Extract the instantaneous atomics positions on workpieces surface in scratching directions of 30° and 90° and scratching depth of 2.6 nm, and obtain the surface morphology of nano scratches, as shown in Figure 4, and the color bar shows the height of the removal atoms. When the scratching direction is 30°, the atoms removed from the material accumulate at the front end of the tool, while when the scratching direction is 90°, the atoms removed from the material accumulate on both sides of the tool. By comparing the surface of the workpiece with different scratching angles of 0°, 30°, and 90°, it is shown that the different scratching directions of the scratching tool result in different directions of material accumulation after removal.
Extract the atomics number of chips in different scratching directions of the tool to study the material removal rate, and in order to avoid the influence of workpiece atoms on the results, count the atomics number above the surface of the workpiece. When the scratching direction is different, the atoms number of 4H-SiC single-crystal chips with the scratching depth is shown in Figure 5. When the scratching direction is 30°, the number of 4H-SiC single-crystal chips atoms is much greater than the chips atoms number at the scratching direction of 0° and 90°. The results indicate that under the same scratching depth, the material removal amount is greater when the direction of tool is 30°.
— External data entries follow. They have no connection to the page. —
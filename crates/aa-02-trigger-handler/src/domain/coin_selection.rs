//! # Coin Selection
//!
//! Picks the outputs an AA spends to fund one payment message.
//!
//! Candidates are scanned in two ordered passes: stable outputs first, then
//! unstable outputs created by other AA responses of the running cascade.
//! Unstable outputs of ordinary units are never spent.

use super::composer::CompositionError;
use shared_types::{Address, Amount, Asset, Input, SpendableOutput};

/// How missing funds of an asset may be created instead of spent.
#[derive(Debug, Clone, Copy, PartialEq, Eq, Default)]
pub enum Issuance {
    /// The AA cannot issue this asset.
    #[default]
    None,
    /// Capped asset defined by the AA; the whole cap is issued at once.
    Capped {
        /// Total supply.
        cap: Amount,
        /// Whether the cap was already issued.
        issued: bool,
    },
    /// Uncapped asset defined by the AA.
    Uncapped {
        /// Serial number of the next issue.
        next_serial: u64,
    },
}

/// Inputs chosen for one payment.
#[derive(Debug, Clone, PartialEq, Eq, Default)]
pub struct CoinSelection {
    /// Inputs in spending order; an issue input comes first.
    pub inputs: Vec<Input>,
    /// Sum of the transferred outputs.
    pub spent: Amount,
    /// Newly issued amount.
    pub issued: Amount,
}

impl CoinSelection {
    /// Funds available to the payment.
    #[must_use]
    pub fn total(&self) -> Amount {
        self.spent + self.issued
    }
}

/// Candidates in spending order: stable by MCI, then unstable AA outputs.
#[must_use]
pub fn order_candidates(candidates: &[SpendableOutput]) -> Vec<&SpendableOutput> {
    let mut stable: Vec<&SpendableOutput> = candidates.iter().filter(|c| c.mci.is_some()).collect();
    let mut unstable: Vec<&SpendableOutput> =
        candidates.iter().filter(|c| c.mci.is_none() && c.from_aa).collect();
    stable.sort_by(|a, b| a.sort_key().cmp(&b.sort_key()));
    unstable.sort_by(|a, b| a.sort_key().cmp(&b.sort_key()));
    stable.extend(unstable);
    stable
}

fn transfer(output: &SpendableOutput) -> Input {
    Input::Transfer {
        unit: output.unit.clone(),
        message_index: output.message_index,
        output_index: output.output_index,
    }
}

/// Spends candidates until `target` is covered, or all of them when
/// `target` is `None`.
///
/// Missing funds are issued when `issuance` allows it.
///
/// # Errors
///
/// `NotEnoughFunds` when the candidates and any issuance fall short.
pub fn select_coins(
    asset: &Asset,
    candidates: &[SpendableOutput],
    target: Option<Amount>,
    issuance: Issuance,
    issuer: &Address,
) -> Result<CoinSelection, CompositionError> {
    let mut selection = CoinSelection::default();
    for candidate in order_candidates(candidates) {
        if target.is_some_and(|t| selection.spent >= t) {
            break;
        }
        selection.spent += candidate.amount;
        selection.inputs.push(transfer(candidate));
    }

    let Some(target) = target else {
        return Ok(selection);
    };
    if selection.spent >= target {
        return Ok(selection);
    }

    let missing = target - selection.spent;
    let issue = match issuance {
        Issuance::Capped { cap, issued: false } if cap >= missing => Some((1, cap)),
        Issuance::Uncapped { next_serial } => Some((next_serial, missing)),
        _ => None,
    };
    let Some((serial_number, amount)) = issue else {
        return Err(CompositionError::NotEnoughFunds {
            asset: asset.clone(),
            needed: target,
            available: selection.spent,
        });
    };
    selection.inputs.insert(0, Input::Issue { serial_number, amount, address: issuer.clone() });
    selection.issued = amount;
    Ok(selection)
}

#[cfg(test)]
mod tests {
    use super::*;
    use proptest::prelude::*;
    use shared_types::{Mci, UnitHash};

    fn out(unit: char, amount: Amount, mci: Option<Mci>, from_aa: bool) -> SpendableOutput {
        SpendableOutput {
            unit: UnitHash::new(unit.to_string().repeat(64)),
            message_index: 0,
            output_index: 0,
            amount,
            mci,
            from_aa,
        }
    }

    fn aa() -> Address {
        Address::new("A".repeat(32))
    }

    #[test]
    fn test_stable_outputs_are_spent_first() {
        let candidates = vec![out('c', 500, None, true), out('b', 300, Some(20), false), out('a', 100, Some(10), false)];
        let ordered = order_candidates(&candidates);
        let amounts: Vec<Amount> = ordered.iter().map(|c| c.amount).collect();
        assert_eq!(amounts, vec![100, 300, 500]);
    }

    #[test]
    fn test_unstable_non_aa_outputs_are_ignored() {
        let candidates = vec![out('a', 100, None, false)];
        let err = select_coins(&Asset::base(), &candidates, Some(50), Issuance::None, &aa()).unwrap_err();
        assert!(matches!(err, CompositionError::NotEnoughFunds { available: 0, .. }));
    }

    #[test]
    fn test_stops_once_target_is_covered() {
        let candidates = vec![out('a', 100, Some(1), false), out('b', 100, Some(2), false), out('c', 100, Some(3), false)];
        let s = select_coins(&Asset::base(), &candidates, Some(150), Issuance::None, &aa()).unwrap();
        assert_eq!(s.inputs.len(), 2);
        assert_eq!(s.spent, 200);
    }

    #[test]
    fn test_send_all_spends_everything() {
        let candidates = vec![out('a', 100, Some(1), false), out('b', 7, None, true)];
        let s = select_coins(&Asset::base(), &candidates, None, Issuance::None, &aa()).unwrap();
        assert_eq!(s.spent, 107);
    }

    #[test]
    fn test_uncapped_issue_covers_shortfall() {
        let asset = Asset::new("f".repeat(64));
        let candidates = vec![out('a', 40, Some(1), false)];
        let s = select_coins(&asset, &candidates, Some(100), Issuance::Uncapped { next_serial: 3 }, &aa()).unwrap();
        assert_eq!(s.issued, 60);
        assert_eq!(s.total(), 100);
        assert!(matches!(s.inputs[0], Input::Issue { serial_number: 3, amount: 60, .. }));
    }

    #[test]
    fn test_capped_issue_happens_once() {
        let asset = Asset::new("f".repeat(64));
        let s = select_coins(&asset, &[], Some(10), Issuance::Capped { cap: 1000, issued: false }, &aa()).unwrap();
        assert_eq!(s.issued, 1000);
        assert!(matches!(s.inputs[0], Input::Issue { serial_number: 1, .. }));

        let again = select_coins(&asset, &[], Some(10), Issuance::Capped { cap: 1000, issued: true }, &aa());
        assert!(again.is_err());
    }

    proptest! {
        #[test]
        fn prop_selection_is_stable(amounts in proptest::collection::vec(1i64..10_000, 1..20), target in 1i64..50_000) {
            let candidates: Vec<SpendableOutput> = amounts
                .iter()
                .enumerate()
                .map(|(i, a)| SpendableOutput {
                    unit: UnitHash::new(format!("{i:064}")),
                    message_index: 0,
                    output_index: 0,
                    amount: *a,
                    mci: Some((i % 5) as Mci),
                    from_aa: false,
                })
                .collect();
            let mut reversed = candidates.clone();
            reversed.reverse();
            let a = select_coins(&Asset::base(), &candidates, Some(target), Issuance::None, &aa());
            let b = select_coins(&Asset::base(), &reversed, Some(target), Issuance::None, &aa());
            prop_assert_eq!(a, b);
        }
    }
}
3.2. The Influence of Tool Scratching Direction on Material Surface Damage

Further study the mechanism of removing nano scratch materials from 4H-SiC single-crystal workpieces, and use dislocation extraction algorithms to identify dislocations in the internal atoms of the scratched 4H-SiC single-crystal workpieces, in order to characterize the slip characteristics of the internal atoms. As shown in Figure 6, three different perspectives are used to observe the workpiece after scratching. Figure 6a shows the front view of chips atoms and workpiece damage layer, Figure 6b shows the front view of the hidden damage atoms and the damage layer obtained after translucency of the defect grid, and Figure 6c is the vertical view after the same processing as Figure 6b.
The recognition of dislocations in 4H-SiC single crystal (with crystal atoms removed) at depths of 1.4 nm, 1.6 nm, 2.1 nm, and 2.6 nm is shown in Figure 7 (Each image is a combination of the three perspectives shown in Figure 6). When the depth of the tool is shallow, such as d = 1.4 nm, the atoms of the 4H-SiC single-crystal workpiece are mainly atomic defects and amorphous plastic deformation, and no dislocations are found on the subsurface of the workpiece. When the scratch depth is 1.6 nm, the workpiece is in the early stage of plastic deformation, and the atoms of the workpiece are mainly removed through amorphous atomization, resulting in a very small amount of complete dislocations with a Burges vector of 1/3<1 2 ¯ 10>. When the scratch depth reaches 2.1 nm, the number of subsurface dislocations increases in single-crystal 4H-SiC. When the scratching depth reaches 2.6 nm, a large number of complete dislocations with a Burges vector of 1/3<1 2 ¯ 10> appear on the subsurface of single-crystal 4H-SiC, mainly expanding on the (0001) plane.
Comparing the subsurface dislocations in different scratching directions of the tool, the dislocation extraction method is used for the 30° and 90° scratching directions of the tool, and the dislocation recognition diagram at scratching depth d = 2.6 nm is obtained as shown in Figure 8. Compared with the number of dislocations at the depth of 2.6 nm, the number of dislocations at tool direction of 30° is significantly less than that at 0° and 90°. When the scratching directions of the tool are 0°, 30°, and 90°, the total length of dislocations extracted are 51.5 nm, 25.4 nm, and 52.36 nm, respectively. It also indicates that the dislocation is the least when the scratching direction of the tool is 30°. From Figure 7 and Figure 8, it can be seen that when the scratching depth is 2.6 nm, the thickness of the damage layer on the workpiece in different scratching directions is different. When the scratching direction of the tool is 30°, the workpiece damage layer is the thinnest. However, the difference in the three directions is small, it shows that the impact of different scratching directions of the tool on the damage layer is relatively small.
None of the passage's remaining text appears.